The development of Calibre Heuer 02 began in 2011. It debuted under the name Calibre 1969 in 2013, but was soon renamed CH-80, after its remarkably lengthy 80-hour power reserve, which it achieves with only one barrel.

In the following years, however, TAG Heuer had to optimize the movement. The goal was to create a robust and reliable chronograph caliber that could be manufactured as cost effectively as possible. The caliber’s dimensions of 31 mm in diameter and 6.5 mm in height are identical to those of the El Primero, which is produced by Zenith, one of TAG Heuer’s sister brands in the LVMH Group. However, the slim design of Calibre 1969 resulted in some problems. In addition to the unidirectional self-winding mechanism, it also required a thin chronograph bridge. The winding mechanism was adequately efficient, but the slender bridge couldn’t cope with the force of the chronograph’s switching operations and became deformed. The new and sturdier design adds 0.4 mm to the movement’s height for an overall thickness of 6.9 mm.
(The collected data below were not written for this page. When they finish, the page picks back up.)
use std::collections::HashMap;

type IndexOfError = usize;

/// A bencoded value. Dicts carry the byte range they were decoded from so
/// that callers can hash the original bytes (re-encoding is not canonical
/// across implementations).
#[derive(PartialEq, Debug, Clone)]
pub enum Value {
    Error(IndexOfError),
    Str(Vec<u8>),
    Int(i64),
    List(Vec<Value>),
    Dict(HashMap<Vec<u8>, Value>, usize, usize), // entries, start byte, end byte (exclusive)
}

impl Value {
    pub fn new(source: &[u8]) -> Self {
        Self::from_bytes(source, 0).0
    }

    /// Decodes the value at the start of `source` and also returns how many
    /// bytes it consumed, for payloads that carry trailing raw data.
    pub fn new_with_size(source: &[u8]) -> (Self, usize) {
        Self::from_bytes(source, 0)
    }

    pub fn encode(&self) -> Vec<u8> {
        let mut buf = Vec::new();
        self.encode_into(&mut buf);
        buf
    }

    fn encode_into(&self, buf: &mut Vec<u8>) {
        match self {
            Value::Error(_) => {}
            Value::Str(string_value) => encode_byte_string(string_value, buf),
            Value::Int(int_value) => {
                buf.extend_from_slice(format!("i{}e", int_value).as_bytes());
            }
            Value::List(list_value) => {
                buf.push(b'l');
                for v in list_value {
                    v.encode_into(buf);
                }
                buf.push(b'e');
            }
            Value::Dict(dict_value, _, _) => {
                // bencoded dict keys must appear in raw byte order
                let mut keys: Vec<&Vec<u8>> = dict_value.keys().collect();
                keys.sort();
                buf.push(b'd');
                for k in keys {
                    encode_byte_string(k, buf);
                    dict_value[k].encode_into(buf);
                }
                buf.push(b'e');
            }
        }
    }

    // source is the source data, index is where to look from,
    // returns the value and the index of the next byte to read
    fn from_bytes(source: &[u8], index: usize) -> (Self, usize) {
        match source.get(index) {
            // str
            Some(b'0'..=b'9') => {
                let mut index = index;
                let start_len_index = index;
                let end_len_index;
                loop {
                    match source.get(index) {
                        Some(b'0'..=b'9') => index += 1,
                        Some(b':') => {
                            end_len_index = index;
                            index += 1;
                            break;
                        }
                        _ => return (Value::Error(index), index),
                    }
                }
                let len_str = match std::str::from_utf8(&source[start_len_index..end_len_index]) {
                    Ok(s) => s,
                    Err(_) => return (Value::Error(start_len_index), index),
                };
                let string_len = match len_str.parse::<usize>() {
                    Ok(len) => len,
                    Err(_) => return (Value::Error(start_len_index), index),
                };
                let end_string_index = index + string_len;
                if end_string_index > source.len() {
                    return (Value::Error(start_len_index), index);
                }
                (
                    Value::Str(source[index..end_string_index].to_vec()),
                    end_string_index,
                )
            }

            // int
            Some(b'i') => {
                let mut index = index + 1;
                let start_int_index = index;
                let end_int_index;
                loop {
                    match source.get(index) {
                        Some(b'0'..=b'9' | b'-') => index += 1,
                        Some(b'e') => {
                            end_int_index = index;
                            index += 1;
                            break;
                        }
                        _ => return (Value::Error(index), index),
                    }
                }
                let int_str = match std::str::from_utf8(&source[start_int_index..end_int_index]) {
                    Ok(s) => s,
                    Err(_) => return (Value::Error(start_int_index), index),
                };
                if int_str == "-0" || (int_str.starts_with('0') && int_str.len() > 1) {
                    return (Value::Error(start_int_index), end_int_index);
                }
                match int_str.parse::<i64>() {
                    Ok(int_val) => (Value::Int(int_val), end_int_index + 1),
                    Err(_) => (Value::Error(start_int_index), index),
                }
            }

            // list
            Some(b'l') => {
                let mut l = Vec::new();
                let mut index = index + 1;
                loop {
                    match source.get(index) {
                        None => return (Value::Error(index), index),
                        Some(b'e') => {
                            index += 1;
                            break;
                        }
                        _ => {
                            let (v, new_index) = Self::from_bytes(source, index);
                            if let Value::Error(index_of_error) = v {
                                return (Value::Error(index_of_error), index);
                            }
                            index = new_index;
                            l.push(v);
                        }
                    }
                }
                (Value::List(l), index)
            }

            // dict
            Some(b'd') => {
                let dict_start = index;
                let mut d = HashMap::new();
                let mut index = index + 1;
                loop {
                    match source.get(index) {
                        None => return (Value::Error(index), index),
                        Some(b'e') => {
                            index += 1;
                            break;
                        }
                        _ => {
                            let (k, new_index) = Self::from_bytes(source, index);
                            let k = match k {
                                Value::Str(k) => k,
                                _ => return (Value::Error(index), index),
                            };
                            index = new_index;
                            let (v, new_index) = Self::from_bytes(source, index);
                            if let Value::Error(index_of_error) = v {
                                return (Value::Error(index_of_error), index);
                            }
                            index = new_index;
                            d.insert(k, v);
                        }
                    }
                }
                (Value::Dict(d, dict_start, index), index)
            }

            _ => (Value::Error(index), index),
        }
    }
}

fn encode_byte_string(s: &[u8], buf: &mut Vec<u8>) {
    buf.extend_from_slice(format!("{}:", s.len()).as_bytes());
    buf.extend_from_slice(s);
}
In addition to the column wheel, the chronograph bridge is one of the few components that are screwed to the base plate. Other components, such as stamped levers to start, stop, block and zero the chronograph, as well as springs to hold components in place or exert pressure, are either plugged or hooked into place. The elimination of screws shortens the assembly time and reduces the total number of parts to only 233. The gearing in the winding and hand-setting system also called for improvement because clicking noises were caused by gears that did not mesh deeply enough. The semi-jumping date mechanism likewise underwent optimization. The current version is so secure that it cannot be damaged if its user mistakenly tries to manually reset the date while the mechanism is in the midst of its automatic switching process. To protect the mechanism, the system locks, and the date must be manually advanced by turning the crown after having pulled it to its center position. When the watch is running, the rather small date display at the 6 begins to advance about 30 to 40 minutes before midnight.

Calibre Heuer 02 amasses an 80-hour power reserve, thanks in part to a rotor modeled after a Porsche steering wheel.

TAG Heuer cooperates with the specialist Atokalpa for the oscillating and escapement system, which is paced at 4 Hz. The Isograph hairspring, which premiered two years ago, is not yet deployed. TAG Heuer’s CEO Frédéric Arnault explains that the Isograph is still very expensive to manufacture and is therefore currently only used in high-end products. However, the conventional system also achieves good, well-balanced rates in the chronometer range, which is not the only thing our test proved.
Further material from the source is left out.